La investigación no funciona como se piensa



Hay una visión idílica del trabajo de los científicos y en tiempos como los actuales se hace más patente. Se piensa que los científicos trabajan día tras día y que, cuando alcanzan un hallazgo, lo comunican al resto de la comunidad. Los demás científicos toman los datos y las pruebas y, poniéndose a la labor, parten del logro del colega, repiten el experimento, lo mejoran y comunican sus conclusiones, Así, paso a paso, la marcha de la ciencia, perfectamente engrasada, es hacia arriba y hacia adelante. Esa es la visión heredada del positivismo optimista, el que nos remite a Locke y acaba con Popper. Pero las cosas no siempre son así.
En los momentos que corren, muchos laboratorios, universidades y centros de investigación, trabajan para conseguir una vacuna para la covid. Sería de esperar, si fuéramos positivistas bienintencionados, que se comunicaran entre ellos los avances y, sobre todo, las vías muertas de investigación, para que no pierdan unos el tiempo que perdieron otros en realizar análisis que no llevan a ninguna parte. Pero incluso los herederos del positivismo no somos tan tontos, no participamos, como diría Lakatos, del falsacionismo ingenuo.
Hace años, allá a mediados de los noventa, formé parte de un grupo de trabajo que trataba de calcular el espacio ambiental de la Unión Europea, lo que hoy solemos llamar huella ecológica. En el estudio participábamos cuatro centros: la Universidad de Edimburgo, liderada por Malcolm Slesser, el Instituto de Wuppertal, con Joachim Spangerberg al frente, la Universidad de Tampere, con Jyrki Luukanen, y la Universidad Autónoma de Madrid, conmigo al frente. Lo primero que hubimos de acordar fue la metodología, como es lógico. Ni Madrid ni Tampere aportaban una metodología propia, pero sí Edimburgo y Wuppertal.

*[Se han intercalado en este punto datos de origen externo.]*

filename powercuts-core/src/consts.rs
//! Constants shared by every `powercuts` crate.

use std::time::Duration;

/// Integration domain, used in device identifiers.
pub const DOMAIN: &str = "northern_powergrid_power_cuts";

/// Attribution attached to every entity.
pub const ATTRIBUTION: &str = "Data provided by Northern Powergrid";

/// Manufacturer reported in device info.
pub const MANUFACTURER: &str = "Northern Powergrid";

/// Entry name used when the user does not provide one.
pub const DEFAULT_NAME: &str = "Northern Powergrid Power Cut";

/// Endpoint returning every current power cut.
pub const API_ENDPOINT: &str =
    "https://power.northernpowergrid.com/Powercut_API/rest/powercuts/getall";

/// Domain the HTTP client is allowed to talk to by default.
pub const API_DOMAIN: &str = "northernpowergrid.com";

/// How often the coordinator refreshes.
pub const SCAN_INTERVAL: Duration = Duration::from_secs(15 * 60);

/// Budget for a single fetch (request plus body).
pub const REQUEST_TIMEOUT: Duration = Duration::from_secs(10);

/// Shortest accepted normalized postcode.
pub const MIN_POSTCODE_LENGTH: usize = 5;

/// Longest accepted normalized postcode.
pub const MAX_POSTCODE_LENGTH: usize = 7;
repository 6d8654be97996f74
//! Output formatting for CLI.

mod json;
mod text;

pub use json::JsonFormatter;
pub use text::TextFormatter;
#[cfg(test)]
mod tests;
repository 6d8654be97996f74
//! Payload parsing.

use powercuts_core::{OutageRecord, OutageSet, PostcodeQuery};
use tracing::{debug, warn};

use crate::error::FetchError;

/// Decodes the raw body into records.
///
/// The endpoint declares `text/plain`, so the body is decoded here rather
/// than through `Response::json`.
pub fn parse_records(body: &str) -> Result<Vec<OutageRecord>, FetchError> {
    debug!(len = body.len(), "Parsing power cut payload");

    serde_json::from_str(body).map_err(|e| {
        warn!(error = %e, "Failed to parse power cut payload");
        FetchError::Json(e)
    })
}

/// Decodes the body and keeps the records matching `query`.
pub fn parse_outages(body: &str, query: &PostcodeQuery) -> Result<OutageSet, FetchError> {
    let records = parse_records(body)?;
    let total = records.len();
    let set = OutageSet::filtered(records, query);
    debug!(total, matched = set.len(), postcode = %query, "Filtered power cuts");
    Ok(set)
}
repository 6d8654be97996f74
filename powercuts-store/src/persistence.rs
//! File persistence helpers.
//!
//! Settings are the only state written to disk. Writes are atomic and the
//! file is readable by its owner only.

use serde::{Serialize, de::DeserializeOwned};
use std::path::{Path, PathBuf};
use tracing::{debug, warn};

use crate::error::StoreError;

// ============================================================================
// Default Paths
// ============================================================================

/// Returns the default configuration directory.
///
/// - Linux: `~/.config/powercuts`
/// - macOS: `~/Library/Application Support/powercuts`
/// - Windows: `%APPDATA%\powercuts`
pub fn default_config_dir() -> PathBuf {
    dirs::config_dir()
        .map(|c| c.join("powercuts"))
        .unwrap_or_else(|| PathBuf::from("."))
}

/// Returns the default settings file path.
pub fn default_settings_path() -> PathBuf {
    default_config_dir().join("settings.json")
}

// ============================================================================
// Security: File Permissions
// ============================================================================

/// Sets owner-only file permissions (0o600) on Unix systems.
#[cfg(unix)]
async fn set_restrictive_permissions(path: &Path) -> Result<(), StoreError> {
    use std::os::unix::fs::PermissionsExt;

    let mut perms = tokio::fs::metadata(path).await?.permissions();
    perms.set_mode(0o600);
    tokio::fs::set_permissions(path, perms).await?;

    debug!(path = %path.display(), mode = "0600", "Set restrictive permissions");
    Ok(())
}

/// Sets owner-only directory permissions (0o700) on Unix systems.
#[cfg(unix)]
async fn set_restrictive_dir_permissions(path: &Path) -> Result<(), StoreError> {
    use std::os::unix::fs::PermissionsExt;

    let mut perms = tokio::fs::metadata(path).await?.permissions();
    perms.set_mode(0o700);
    tokio::fs::set_permissions(path, perms).await?;

    debug!(path = %path.display(), mode = "0700", "Set restrictive directory permissions");
    Ok(())
}

/// No-op for non-Unix systems.
#[cfg(not(unix))]
async fn set_restrictive_permissions(_path: &Path) -> Result<(), StoreError> {
    Ok(())
}

/// No-op for non-Unix systems.
#[cfg(not(unix))]
async fn set_restrictive_dir_permissions(_path: &Path) -> Result<(), StoreError> {
    Ok(())
}

// ============================================================================
// File Operations
// ============================================================================

/// Saves data to a JSON file with secure permissions.
///
/// Creates the parent directory if needed, writes atomically (temp file +
/// rename), and sets restrictive permissions on Unix.
pub async fn save_json<T: Serialize>(path: &Path, data: &T) -> Result<(), StoreError> {
    debug!(path = %path.display(), "Saving JSON file");

    if let Some(parent) = path.parent() {
        ensure_dir(parent).await?;
    }

    let json = serde_json::to_string_pretty(data)?;

    let temp_path = path.with_extension("json.tmp");
    tokio::fs::write(&temp_path, &json).await?;
    tokio::fs::rename(&temp_path, path).await?;

    set_restrictive_permissions(path).await?;

    debug!(path = %path.display(), "JSON file saved");
    Ok(())
}

/// Loads data from a JSON file.
pub async fn load_json<T: DeserializeOwned>(path: &Path) -> Result<T, StoreError> {
    debug!(path = %path.display(), "Loading JSON file");

    let content = tokio::fs::read_to_string(path).await?;
    let data = serde_json::from_str(&content)?;

    Ok(data)
}

/// Loads data from a JSON file, returning default if missing or invalid.
pub async fn load_json_or_default<T: DeserializeOwned + Default>(path: &Path) -> T {
    match load_json(path).await {
        Ok(data) => data,
        Err(e) => {
            if !matches!(e, StoreError::Io(_)) {
                warn!(path = %path.display(), error = %e, "Failed to load, using defaults");
            }
            T::default()
        }
    }
}

/// Ensures a directory exists; newly created ones are owner-only.
pub async fn ensure_dir(path: &Path) -> Result<(), StoreError> {
    if path.as_os_str().is_empty() || path.exists() {
        return Ok(());
    }

    debug!(path = %path.display(), "Creating directory");
    tokio::fs::create_dir_all(path).await?;
    set_restrictive_dir_permissions(path).await
}

// ============================================================================
// Tests
// ============================================================================

#[cfg(test)]
mod tests {
    use super::*;

    #[test]
    fn test_default_settings_path() {
        let path = default_settings_path();
        assert!(path.ends_with("powercuts/settings.json"));
    }

    #[cfg(unix)]
    #[tokio::test]
    async fn test_saved_file_is_owner_only() {
        use std::os::unix::fs::PermissionsExt;

        let temp_dir = tempfile::tempdir().unwrap();
        let path = temp_dir.path().join("settings.json");

        save_json(&path, &serde_json::json!({"entries": []}))
            .await
            .unwrap();

        let mode = tokio::fs::metadata(&path).await.unwrap().permissions().mode() & 0o777;
        assert_eq!(mode, 0o600);
        assert!(!path.with_extension("json.tmp").exists());
    }
}
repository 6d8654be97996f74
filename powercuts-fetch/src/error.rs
//! Fetch error types.

use thiserror::Error;

// ============================================================================
// Main Fetch Error
// ============================================================================

/// Error type for fetch operations.
#[derive(Debug, Error)]
pub enum FetchError {
    /// HTTP request failed.
    #[error("HTTP error: {0}")]
    Http(#[from] reqwest::Error),

    /// Request plus body read exceeded the budget.
    #[error("Request timed out after {0} seconds")]
    Timeout(u64),

    /// Endpoint answered with a non-success status.
    #[error("Unexpected status code: {0}")]
    Status(u16),

    /// Body was not a JSON array of outage records.
    #[error("JSON error: {0}")]
    Json(#[from] serde_json::Error),

    /// Domain not allowed.
    #[error("Domain not allowed: {0}")]
    DomainNotAllowed(String),

    /// Endpoint URL could not be parsed.
    #[error("Invalid URL: {0}")]
    InvalidUrl(String),
}

impl FetchError {
    /// True for network, timeout, status and decode failures.
    ///
    /// Everything else is unexpected and indicates a misconfiguration.
    pub fn is_communication(&self) -> bool {
        matches!(
            self,
            FetchError::Http(_) | FetchError::Timeout(_) | FetchError::Status(_) | FetchError::Json(_)
        )
    }
}

impl From<HttpError> for FetchError {
    fn from(err: HttpError) -> Self {
        match err {
            HttpError::Request(e) => FetchError::Http(e),
            HttpError::DomainNotAllowed(host) => FetchError::DomainNotAllowed(host),
            HttpError::InvalidUrl(msg) => FetchError::InvalidUrl(msg),
        }
    }
}

// ============================================================================
// HTTP Error
// ============================================================================

/// HTTP-specific error type.
#[derive(Debug, Error)]
pub enum HttpError {
    /// Request error.
    #[error("Request error: {0}")]
    Request(#[from] reqwest::Error),

    /// Domain not allowed.
    #[error("Domain not allowed: {0}")]
    DomainNotAllowed(String),

    /// Invalid URL.
    #[error("Invalid URL: {0}")]
    InvalidUrl(String),
}

#[cfg(test)]
mod tests {
    use super::*;

    #[test]
    fn test_classification() {
        assert!(FetchError::Timeout(10).is_communication());
        assert!(FetchError::Status(503).is_communication());

        let json_err = serde_json::from_str::<Vec<u8>>("nope").unwrap_err();
        assert!(FetchError::from(json_err).is_communication());

        assert!(!FetchError::DomainNotAllowed("evil.com".into()).is_communication());
        assert!(!FetchError::from(HttpError::InvalidUrl("x".into())).is_communication());
    }

    #[test]
    fn test_messages() {
        assert_eq!(
            FetchError::Timeout(10).to_string(),
            "Request timed out after 10 seconds"
        );
        assert_eq!(FetchError::Status(500).to_string(), "Unexpected status code: 500");
    }
}
//! CLI command implementations.

pub mod check;
pub mod config;
pub mod status;
pub mod watch;
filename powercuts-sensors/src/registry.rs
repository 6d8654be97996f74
//! Entity registry for one config entry.
//!
//! Sensors are registered once and never removed: when a power cut
//! disappears its sensors simply become unavailable, and when the set grows
//! past anything seen before, sensors for the new indices are added.

use powercuts_core::CoordinatorSnapshot;
use tracing::debug;

use crate::descriptor::OutageField;
use crate::entity::{EntityState, SensorContext, SensorEntity};

/// Sensors registered for one config entry.
#[derive(Debug, Clone)]
pub struct EntityRegistry {
    context: SensorContext,
    entities: Vec<SensorEntity>,
    indices: usize,
}

impl EntityRegistry {
    /// Registers the count sensor, field sensors for every record in
    /// `snapshot`, and the latest event sensor.
    pub fn setup(context: SensorContext, snapshot: &CoordinatorSnapshot) -> Self {
        let mut registry = Self {
            entities: vec![SensorEntity::count(context.clone())],
            context,
            indices: 0,
        };
        registry.add_indices(snapshot.len());
        registry
            .entities
            .push(SensorEntity::latest_event(registry.context.clone()));

        debug!(
            entry_id = %registry.context.entry_id,
            entities = registry.entities.len(),
            "Registered sensors"
        );
        registry
    }

    /// Adds sensors for indices not seen before and returns them.
    pub fn sync(&mut self, snapshot: &CoordinatorSnapshot) -> Vec<SensorEntity> {
        let before = self.entities.len();
        self.add_indices(snapshot.len());
        let added = self.entities[before..].to_vec();

        if !added.is_empty() {
            debug!(
                entry_id = %self.context.entry_id,
                added = added.len(),
                "Registered sensors for new power cuts"
            );
        }
        added
    }

    fn add_indices(&mut self, len: usize) {
        for index in self.indices..len {
            for field in OutageField::ALL {
                self.entities
                    .push(SensorEntity::field(self.context.clone(), index, field));
            }
        }
        self.indices = self.indices.max(len);
    }

    /// The entry these sensors belong to.
    pub fn context(&self) -> &SensorContext {
        &self.context
    }

    /// All registered sensors, in registration order.
    pub fn entities(&self) -> &[SensorEntity] {
        &self.entities
    }

    /// Number of power cut indices with registered sensors.
    pub fn tracked_indices(&self) -> usize {
        self.indices
    }

    /// Renders every registered sensor.
    pub fn render(&self, snapshot: &CoordinatorSnapshot) -> Vec<EntityState> {
        self.entities.iter().map(|e| e.render(snapshot)).collect()
    }
}

#[cfg(test)]
mod tests {
    use super::*;
    use powercuts_core::{OutageRecord, OutageSet};

    fn snapshot(count: usize) -> CoordinatorSnapshot {
        let records = (0..count)
            .map(|i| OutageRecord {
                reference: Some(format!("INCD-{i}")),
                postcode: Some("NE1 1AA".to_string()),
                ..OutageRecord::default()
            })
            .collect();
        CoordinatorSnapshot::with_data(OutageSet::new(records))
    }

    fn context() -> SensorContext {
        SensorContext::new("ne11aa", "Home", "NE1 1AA")
    }

    #[test]
    fn test_setup_without_data() {
        let registry = EntityRegistry::setup(context(), &CoordinatorSnapshot::empty());
        let ids: Vec<_> = registry.entities().iter().map(SensorEntity::unique_id).collect();
        assert_eq!(ids, vec!["ne11aa_count", "ne11aa_latest_event"]);
    }

    #[test]
    fn test_setup_with_two_cuts() {
        let registry = EntityRegistry::setup(context(), &snapshot(2));
        assert_eq!(registry.entities().len(), 2 + 2 * 7);
        assert_eq!(registry.tracked_indices(), 2);
        assert_eq!(
            registry.entities()[1].unique_id(),
            "ne11aa_power_cut_0_reference"
        );
    }

    #[test]
    fn test_sync_only_grows() {
        let mut registry = EntityRegistry::setup(context(), &snapshot(1));

        let added = registry.sync(&snapshot(3));
        assert_eq!(added.len(), 14);
        assert_eq!(added[0].unique_id(), "ne11aa_power_cut_1_reference");

        assert!(registry.sync(&snapshot(0)).is_empty());
        assert!(registry.sync(&snapshot(3)).is_empty());
        assert_eq!(registry.entities().len(), 2 + 3 * 7);
    }

    #[test]
    fn test_unique_ids_are_unique() {
        let registry = EntityRegistry::setup(context(), &snapshot(4));
        let mut ids: Vec<_> = registry.entities().iter().map(SensorEntity::unique_id).collect();
        let total = ids.len();
        ids.sort();
        ids.dedup();
        assert_eq!(ids.len(), total);
    }

    #[test]
    fn test_render_after_shrink() {
        let registry = EntityRegistry::setup(context(), &snapshot(2));
        let states = registry.render(&snapshot(1));

        let unavailable = states.iter().filter(|s| !s.available).count();
        assert_eq!(unavailable, 7);
    }
}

El debate fue muy duro y nos llevó semanas. A mi juicio, era mejor la metodología de los escoceses, pero no tenía argumentos suficientes para criticar la de los alemanes. Al final fue la metodología de Wuppertal la que adoptamos. El estudio quedó muy bien y nuestras conclusiones las elevó a norma la Comisión Europea e incluso inspiraron la ley ambiental del reino de los Países Bajos.
Fue llamativo el ardor de los investigadores de Wuppertal en defensa de su método, frente a una posición más abierta de los de Edimburgo, que aceptaban sus posibles errores e inconsistencias. ¿Dónde estaba la diferencia? Pues en algo que no suele ser tenido en cuenta: el Instituto de Wuppertal es un centro privado, mientras que la Universidad de Edimburgo es pública. Para los profesores escoceses lo importante era la investigación. Si su metodología era rechazada no perdían el empleo y seguían con su trabajo. Pero para los investigadores de Wuppertal, el hecho de que su método se aceptara significaba patentes industriales e ingresos. Sus puestos dependían del dinero que les aportaría llevar a la Unión Europea su metodología.
Cuando discutimos sobre lo público y lo privado en ciencia y en educación superior también hay que pensar en estas cosas. Puede que yo no fuera un gran maestro, pero nunca tuve que plegarme a intereses mercantiles. Hay quien lo hace, incluso en la universidad pública, porque da más ganancia e incluso prestigio, pero no es necesario. Edgar Morin dejara escrito que “la ciencia es incapaz de concebirse científicamente a sí misma, incapaz de concebir su poder de manipulación y su manipulación por los poderes”. El caso es que siempre me hago esta pregunta: ¿y si la metodología de Edimburgo era más correcta?